16. Allows the DVS Director to allocate up to five percent of the Fund’s fiscal year beginning balance for administrative costs.
17. Requires the DVS Director to:
a) receive private donations in any amount for deposit in the Fund.
b) issue receipts to the donors and provide a copy to the Department of Revenue.
c) designate on the donation receipt whether the donation qualifies for a tax credit.
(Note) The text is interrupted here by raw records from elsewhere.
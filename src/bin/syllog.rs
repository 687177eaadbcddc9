//! Syllog REPL - Interactive environment for categorical syllogisms
//!
//! Usage: syllog [source_files...]
//!
//! Commands:
//!   :help       - Show help
//!   :quit       - Exit REPL
//!   :show       - Show statements, diagrams, and verdict
//!   :check      - Show just the verdict
//!   :table      - List all valid forms
//!   :export     - Dump diagrams and verdict as JSON
//!   :set X V    - Set major/minor/conclusion/figure
//!   :clear      - Clear screen
//!   :reset      - Reset to Barbara

use std::fs;
use std::path::{Path, PathBuf};

use rustyline::error::ReadlineError;
use rustyline::history::DefaultHistory;
use rustyline::{Config, Editor};

use syllog::repl::{format_show, format_table, format_verdict, InputResult, MetaCommand, ReplState};

const VERSION: &str = env!("CARGO_PKG_VERSION");
const PROMPT: &str = "syllog> ";

/// Parse command line arguments.
///
/// Usage: syllog [source_files...]
///
/// Options:
///   -h, --help         Show help and exit
///   -v, --version      Show version and exit
fn parse_args(args: &[String]) -> Vec<PathBuf> {
    let mut source_files = Vec::new();

    for arg in args {
        match arg.as_str() {
            "-h" | "--help" => {
                println!("syllog v{} - Syllogism REPL", VERSION);
                println!();
                println!("Usage: syllog [OPTIONS] [source_files...]");
                println!();
                println!("Options:");
                println!("  -h, --help         Show this help message");
                println!("  -v, --version      Show version");
                println!();
                println!("Examples:");
                println!("  syllog                     Start REPL");
                println!("  syllog forms.syl           Run forms.syl, then start REPL");
                std::process::exit(0);
            }
            "-v" | "--version" => {
                println!("syllog v{}", VERSION);
                std::process::exit(0);
            }
            _ if arg.starts_with('-') => {
                eprintln!("Error: Unknown option '{}'", arg);
                eprintln!("Try 'syllog --help' for usage information");
                std::process::exit(1);
            }
            _ => {
                source_files.push(PathBuf::from(arg));
            }
        }
    }

    source_files
}

fn main() {
    let args: Vec<String> = std::env::args().skip(1).collect();
    let source_files = parse_args(&args);

    println!("syllog v{} - Syllogism REPL", VERSION);
    println!("Type :help for help, :quit to exit\n");

    let mut state = ReplState::new();

    for source_file in &source_files {
        handle_source(&mut state, source_file);
    }

    let config = Config::builder().auto_add_history(true).build();
    let mut rl: Editor<(), DefaultHistory> =
        Editor::with_config(config).expect("Failed to create editor");

    let history_path = history_path();
    if let Some(ref path) = history_path {
        let _ = rl.load_history(path);
    }

    loop {
        match rl.readline(PROMPT) {
            Ok(line) => match state.process_line(&line) {
                InputResult::MetaCommand(cmd) => {
                    if !handle_command(&mut state, cmd) {
                        break; // :quit
                    }
                }
                InputResult::Statements(source) => {
                    handle_statements(&mut state, &source);
                }
                InputResult::Empty => {}
            },
            Err(ReadlineError::Interrupted) => {
                println!("Use :quit or Ctrl-D to exit");
            }
            Err(ReadlineError::Eof) => {
                println!("\nGoodbye!");
                break;
            }
            Err(err) => {
                eprintln!("Error: {:?}", err);
                break;
            }
        }
    }

    if let Some(ref path) = history_path {
        if let Some(parent) = path.parent() {
            let _ = fs::create_dir_all(parent);
        }
        let _ = rl.save_history(path);
    }
}

/// History lives next to the user's other dotfiles
fn history_path() -> Option<PathBuf> {
    std::env::var_os("HOME").map(|home| PathBuf::from(home).join(".syllog_history"))
}

/// Handle a meta-command. Returns false if we should exit.
fn handle_command(state: &mut ReplState, cmd: MetaCommand) -> bool {
    match cmd {
        MetaCommand::Help(topic) => {
            print_help(topic.as_deref());
        }
        MetaCommand::Quit => {
            println!("Goodbye!");
            return false;
        }
        MetaCommand::Clear => {
            // ANSI escape to clear screen
            print!("\x1B[2J\x1B[H");
        }
        MetaCommand::Reset => {
            state.reset();
            println!("State reset to AAA-1.");
        }
        MetaCommand::Show => {
            print!("{}", format_show(state));
        }
        MetaCommand::Check => {
            println!("{}", format_verdict(&state.analysis()));
        }
        MetaCommand::Table => {
            print!("{}", format_table());
        }
        MetaCommand::Export => match state.export_json() {
            Ok(json) => println!("{}", json),
            Err(e) => eprintln!("Error: {}", e),
        },
        MetaCommand::Set { target, value } => match state.set_part(&target, &value) {
            Ok(()) => println!("{}", format_verdict(&state.analysis())),
            Err(e) => eprintln!("Error: {}", e),
        },
        MetaCommand::Source(path) => {
            handle_source(state, &path);
        }
        MetaCommand::Unknown(msg) => {
            eprintln!("Error: {}", msg);
            eprintln!("Type :help for available commands");
        }
    }
    true
}

/// Handle statement-language input
fn handle_statements(state: &mut ReplState, source: &str) {
    match state.execute_text(source) {
        Ok(analysis) => {
            println!("{}", format_verdict(&analysis));
        }
        Err(e) => {
            eprintln!("{}", e);
        }
    }
}

/// Run each non-empty, non-comment line of a file as REPL input
fn handle_source(state: &mut ReplState, path: &Path) {
    let content = match fs::read_to_string(path) {
        Ok(content) => content,
        Err(e) => {
            eprintln!("Error reading {}: {}", path.display(), e);
            return;
        }
    };

    for line in content.lines() {
        match state.process_line(line) {
            InputResult::MetaCommand(cmd) => {
                if cmd == MetaCommand::Quit {
                    return;
                }
                handle_command(state, cmd);
            }
            InputResult::Statements(source) => {
                handle_statements(state, &source);
            }
            InputResult::Empty => {}
        }
    }
}

/// Print help message
fn print_help(topic: Option<&str>) {
    match topic {
        None => {
            println!("Syllog REPL Commands:");
            println!();
            println!("  :help [topic]    Show help (topics: syntax, examples)");
            println!("  :quit            Exit the REPL");
            println!("  :show            Statements, diagrams, and verdict");
            println!("  :check           Just the verdict");
            println!("  :table           List every valid form out of all 256");
            println!("  :export          Current diagrams and verdict as JSON");
            println!("  :set <t> <v>     Set major/minor/conclusion (A,E,I,O) or figure (1-4)");
            println!("  :source <file>   Run a file of statements");
            println!("  :clear           Clear the screen");
            println!("  :reset           Reset to Barbara (AAA-1)");
            println!();
            println!("Anything not starting with ':' is parsed as statements or a form code.");
        }
        Some("syntax") => {
            println!("Statement syntax:");
            println!();
            println!("  all <term> are <term>        A  (universal affirmative)");
            println!("  no <term> are <term>         E  (universal negative)");
            println!("  some <term> are <term>       I  (particular affirmative)");
            println!("  some <term> are not <term>   O  (particular negative)");
            println!();
            println!("A syllogism is three statements separated by ';', ',' or '.',");
            println!("with an optional 'therefore' before the conclusion. The figure");
            println!("is derived from where the middle term appears.");
            println!();
            println!("A bare form code like AAA-1 sets mood and figure directly.");
        }
        Some("examples") => {
            println!("Examples:");
            println!();
            println!("  all men are mortal; all greeks are men; therefore all greeks are mortal");
            println!("  no fish are mammals, some pets are fish, so some pets are not mammals");
            println!("  EIO-2");
            println!("  :set figure 3");
            println!("  :show");
        }
        Some(other) => {
            println!("No help for '{}' (topics: syntax, examples)", other);
        }
    }
}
Donations to the Fund after the Fund reaches $1,000,000 do not quality.
d) provide for an audit by an independent certified public accountant of the Fund and of the aggregate amount authorized by the Director for income tax credits by April 1 of each year.
e) submit a copy of the audit promptly to the Auditor General.
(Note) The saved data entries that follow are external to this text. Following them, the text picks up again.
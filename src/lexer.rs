//! Lexer for the statement language.
//!
//! Tokenizes surface input such as
//! `all M are P; all S are M; therefore all S are P` or a bare form code
//! like `AAA-1` into a stream for the parser.

use chumsky::prelude::*;
use std::ops::Range;

/// Token types for the statement language.
#[derive(Clone, Debug, PartialEq, Eq, Hash)]
pub enum Token {
    // Keywords (matched case-insensitively so statements may open a
    // sentence: "All men are mortal")
    All,
    No,
    Some,
    Are,
    Not,
    Therefore,

    // A term label or a bare mood string
    Ident(String),

    // A figure number, kept as the typed digits so diagnostics can echo
    // the literal even when it overflows the figure range
    Number(String),

    // Punctuation
    Semicolon, // ;
    Comma,     // ,
    Dot,       // .
    Dash,      // -
}

impl std::fmt::Display for Token {
    fn fmt(&self, f: &mut std::fmt::Formatter<'_>) -> std::fmt::Result {
        match self {
            Token::All => write!(f, "all"),
            Token::No => write!(f, "no"),
            Token::Some => write!(f, "some"),
            Token::Are => write!(f, "are"),
            Token::Not => write!(f, "not"),
            Token::Therefore => write!(f, "therefore"),
            Token::Ident(s) => write!(f, "{}", s),
            Token::Number(n) => write!(f, "{}", n),
            Token::Semicolon => write!(f, ";"),
            Token::Comma => write!(f, ","),
            Token::Dot => write!(f, "."),
            Token::Dash => write!(f, "-"),
        }
    }
}

/// Type alias for spans
pub type Span = Range<usize>;

/// Create a lexer for the statement language.
pub fn lexer() -> impl Parser<char, Vec<(Token, Span)>, Error = Simple<char>> {
    let keyword_or_ident = text::ident().map(|s: String| match s.to_ascii_lowercase().as_str() {
        "all" | "every" => Token::All,
        "no" => Token::No,
        "some" => Token::Some,
        "are" | "is" => Token::Are,
        "not" => Token::Not,
        "therefore" | "so" | "hence" => Token::Therefore,
        _ => Token::Ident(s),
    });

    // Figure numbers; range checking happens in the parser
    let number = text::int(10).map(Token::Number);

    let punctuation = choice((
        just(';').to(Token::Semicolon),
        just(',').to(Token::Comma),
        just('.').to(Token::Dot),
        just('-').to(Token::Dash),
    ));

    // Comments: // to end of line
    let line_comment = just("//")
        .then(none_of('\n').repeated())
        .then(just('\n').or_not())
        .ignored();

    let token_or_skip = line_comment
        .to(None)
        .or(choice((keyword_or_ident, number, punctuation)).map(Some));

    token_or_skip
        .map_with_span(|opt_tok, span| opt_tok.map(|tok| (tok, span)))
        .padded()
        .repeated()
        .then_ignore(end())
        .map(|items| items.into_iter().flatten().collect())
}
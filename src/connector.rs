//! The three-valued relation state carried by each diagram edge.
//!
//! A connector records what a proposition (or a composition of two
//! propositions) says about one quadrant of a diagram: the region is
//! known inhabited, known empty, or unconstrained.

use serde::{Deserialize, Serialize};
use std::fmt;

/// Relation state of one diagram quadrant.
#[derive(Clone, Copy, Debug, PartialEq, Eq, Hash, Serialize, Deserialize)]
#[serde(rename_all = "kebab-case")]
pub enum Connector {
    /// At least one element exists in the region.
    Some,
    /// The region is known empty.
    None,
    /// The proposition says nothing about the region.
    NoInfo,
}

impl Connector {
    /// All connector states, in a fixed order (useful for exhaustive tests).
    pub const ALL: [Connector; 3] = [Connector::Some, Connector::None, Connector::NoInfo];

    /// Combine two connectors that constrain the same region (rules C1-C3).
    ///
    /// Emptiness is absorbing: a region known empty by either operand
    /// stays empty, even against an asserted inhabitant. Otherwise an
    /// inhabitant propagates past an unconstrained operand, and two
    /// unconstrained operands stay unconstrained. Commutative by
    /// construction.
    pub fn compose(self, other: Connector) -> Connector {
        match (self, other) {
            (Connector::None, _) | (_, Connector::None) => Connector::None,
            (Connector::Some, _) | (_, Connector::Some) => Connector::Some,
            (Connector::NoInfo, Connector::NoInfo) => Connector::NoInfo,
        }
    }

    /// True for `Some` and `None`, the states that actually constrain a
    /// region. A canonical premise diagram carries exactly one.
    pub fn is_informative(self) -> bool {
        !matches!(self, Connector::NoInfo)
    }

    /// Line glyph used by the text renderer. Solid for an inhabited
    /// region, dashed for an empty one, double for no information —
    /// the same convention the CPD paper draws with.
    pub fn glyph(self) -> &'static str {
        match self {
            Connector::Some => "───────",
            Connector::None => "┄┄┄┄┄┄┄",
            Connector::NoInfo => "═══════",
        }
    }
}

impl fmt::Display for Connector {
    fn fmt(&self, f: &mut fmt::Formatter<'_>) -> fmt::Result {
        match self {
            Connector::Some => write!(f, "some"),
            Connector::None => write!(f, "none"),
            Connector::NoInfo => write!(f, "no-info"),
        }
    }
}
f) pay the costs of the certified public accountant and the Auditor General from the administration allocation of the Fund.
18. Authorizes the Auditor General to make such further audits and examinations as necessary and to take appropriate action relating to the audit pursuant to statute. The audit is considered to be sufficient ff the Auditor General takes no further action within 30 days after the audit is filed.
19. Establishes a 13-member Military Family Relief Committee (Committee) to determine appropriate uses of monies in the Fund. Members consist of the DVS Director or the Director’s designee and 12 additional members appointed by the Governor.
20. Requires the Committee to:
a) establish criteria for the use of monies in the Fund.
b) establish and revise as necessary the application process for financial assistance.
c) review and evaluate applications.
d) make other recommendations as necessary.
21. Appropriates $100,000 from the state General Fund in FY 2007-2008 to the Fund.
22. Exempts the appropriation from lapsing.
23. Repeals the Fund on January 1, 2014.
NBA All-Star TPT Exemption
24. Provides a transaction privilege tax (TPT) exemption for sales of admission to the 2009 NBA All-Star game and other related events.
25. Conditions the enactment with the requirements that the City of Phoenix be chosen as the host city and provide a municipal TPT exemption for the same events.
26. Repeals the exemption on December 31, 2009.
Miscellaneous
27. Requires the Joint Legislative Income Tax Credit Review Committee to review the tax credit for donations to the Fund in 2012.
28. Contains a purpose statement.
29. Makes technical and conforming changes.
30. Becomes effective on the general effective date, except as otherwise noted.
Amendments Adopted by Committee
· Adopted the strike everything amendment.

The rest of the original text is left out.